There was no overall effect on the amount of weight that the gilts gained during gestation, nor did overall gilt weights differ by housing method, according to the research. There were no differences in backfat measurement between gilts housed in stalls and those kept in groups.

Skin health between gilts assigned to stalls or groups was similar at the time the females were transferred to gestation. From 21 days to 91 days after breeding, body skin health was consistently poorer in group-housed gilts than in stall-housed gilts. At 91 days, the feet and legs of gilts housed in groups were also in significantly poorer condition than those of stall-housed animals.

These results show no difference in production between gilts housed during their first pregnancy in stalls or those in small groups. Group-housed females had more scratches, cuts and wounds on their head, face and body than gilts in stalls. While some lesions were the result of aggression between group members, injuries also were caused by individuals being stepped on or coming in contact with sharp pen fittings. These accidental wounds also may have contributed to the higher lesion scores on the feet and legs of group-housed females.

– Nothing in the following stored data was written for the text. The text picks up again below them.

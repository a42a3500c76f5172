use std::time::Duration;

use thiserror::Error;

/// A failure talking to one store instance.
///
/// Unlike `Ok(false)`, a `StoreError` means the outcome is unknown: the
/// write may or may not have landed. These never reach callers of
/// [`LockManager`](crate::manager::LockManager); the coordinator reduces
/// them to per-handle outcomes.
#[derive(Debug, Clone, Error, PartialEq, Eq)]
pub enum StoreError {
    #[error("store did not answer within {0:?}")]
    Timeout(Duration),

    #[error("store unavailable: {0}")]
    Unavailable(String),

    #[error("store backend error: {0}")]
    Backend(String),
}

/// Errors surfaced by the lock manager.
#[derive(Debug, Clone, Error, PartialEq, Eq)]
pub enum RedlockError {
    /// Invalid manager configuration. Fatal at construction time.
    #[error("configuration error: {0}")]
    Configuration(String),

    /// A single call was malformed (zero TTL, no resources, ...).
    #[error("invalid request: {0}")]
    InvalidRequest(String),

    /// No quorum with positive validity within the retry budget.
    #[error("resource busy: {resources:?} not acquired after {attempts} attempt(s)")]
    ResourceBusy {
        resources: Vec<String>,
        attempts: u32,
    },

    /// `extend` was called on a lock whose validity already elapsed.
    #[error("lock on {resources:?} already expired")]
    LockExpired { resources: Vec<String> },
}

pub type Result<T> = std::result::Result<T, RedlockError>;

Researchers point out that it's important to remember that the results apply only to the particular housing systems evaluated. Stalls were generously sized, particularly for gilts, and findings may have been different had smaller stalls or older sows been used. Larger groups, those using bedding and/or a different feeding method may affect production and well-being differently, say the researchers. Ultimately, more study is needed before any definitive conclusions can be drawn.